Target Requirements#

The target system must include an Ethos-U NPU.

Development Requirements#

Tip

All requirements can be downloaded using examples/arm/setup.sh --i-agree-to-the-contained-eula and added to the path using set(CMAKE_INSTALL_PREFIX “${CMAKE_BINARY_DIR}”) source examples/arm/arm-scratch/setup_path.sh. Note that this means accepting the End-User License Agreements (EULA:s) required for using the downloaded software.

For the AOT flow, compilation of a model to .pte format using the Ethos-U backend, the requirements are:

TOSA Serialization Library for serializing the Exir IR graph into TOSA IR.
Ethos-U Vela graph compiler for compiling TOSA flatbuffers into an Ethos-U command stream.

And for building and running the example application available in examples/arm/executor_runner/:

Arm GNU Toolchain for cross compilation.
Arm® Corstone™ SSE-300 FVP for testing on a Arm® Cortex®-M55+Ethos-U55 reference design.
Arm® Corstone™ SSE-320 FVP for testing on a Arm® Cortex®-M85+Ethos-U85 reference design.

Fixed Virtual Platforms (FVPs) are freely available emulators provided by Arm for easy embedded development without the need for a physical development board.

Using the Arm Ethos-U Backend#

The main configuration point for the lowering is the EthosUCompileSpec consumed by the partitioner and quantizer. The full user-facing API is documented below.

class EthosUCompileSpec(target: str, system_config: str | None = None, memory_mode: str | None = None, extra_flags: list[str] | None = None, config_ini: str | None = 'Arm/vela.ini')

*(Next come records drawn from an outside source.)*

//! Exponential backoff for recoverable step errors.

use crate::config::BackoffConfig;
use std::time::Duration;

/// `base * multiplier^retry_count`, capped at `max_delay`
#[derive(Debug, Clone, PartialEq)]
pub struct BackoffPolicy {
    pub base_delay: Duration,
    pub max_delay: Duration,
    pub multiplier: f64,
    /// Retry budget per retry episode
    pub max_retry_time: Duration,
}

impl Default for BackoffPolicy {
    fn default() -> Self {
        Self::from(&BackoffConfig::default())
    }
}

impl From<&BackoffConfig> for BackoffPolicy {
    fn from(config: &BackoffConfig) -> Self {
        Self {
            base_delay: config.base_delay(),
            max_delay: config.max_delay(),
            multiplier: config.multiplier,
            max_retry_time: config.max_retry_time(),
        }
    }
}

impl BackoffPolicy {
    /// Delay before retry number `retry_count + 1`
    pub fn delay_for(&self, retry_count: u32) -> Duration {
        let exponent = i32::try_from(retry_count).unwrap_or(i32::MAX);
        let factor = self.multiplier.max(1.0).powi(exponent);
        let secs = self.base_delay.as_secs_f64() * factor;

        if !secs.is_finite() || secs >= self.max_delay.as_secs_f64() {
            self.max_delay
        } else {
            Duration::from_secs_f64(secs)
        }
    }
}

Normalise Ethos-U compile configuration and compiler flags.

Args:

target (str): Ethos-U accelerator configuration (for example, "ethos-u55-128").
system_config (str | None): System configuration name from the Vela config file. Defaults based on target when omitted.
memory_mode (str | None): Memory mode selection from the Vela config file. Defaults based on target when omitted.
extra_flags (list[str] | None): Additional command-line flags for Vela.
config_ini (str | None): Path to a Vela .ini configuration file. Defaults to "Arm/vela.ini".

def EthosUCompileSpec.dump_debug_info(self, debug_mode: executorch.backends.arm.common.arm_compile_spec.ArmCompileSpec.DebugMode | None):

Dump debugging information into the intermediates path.

Args:

debug_mode: The debug mode to use for dumping debug information.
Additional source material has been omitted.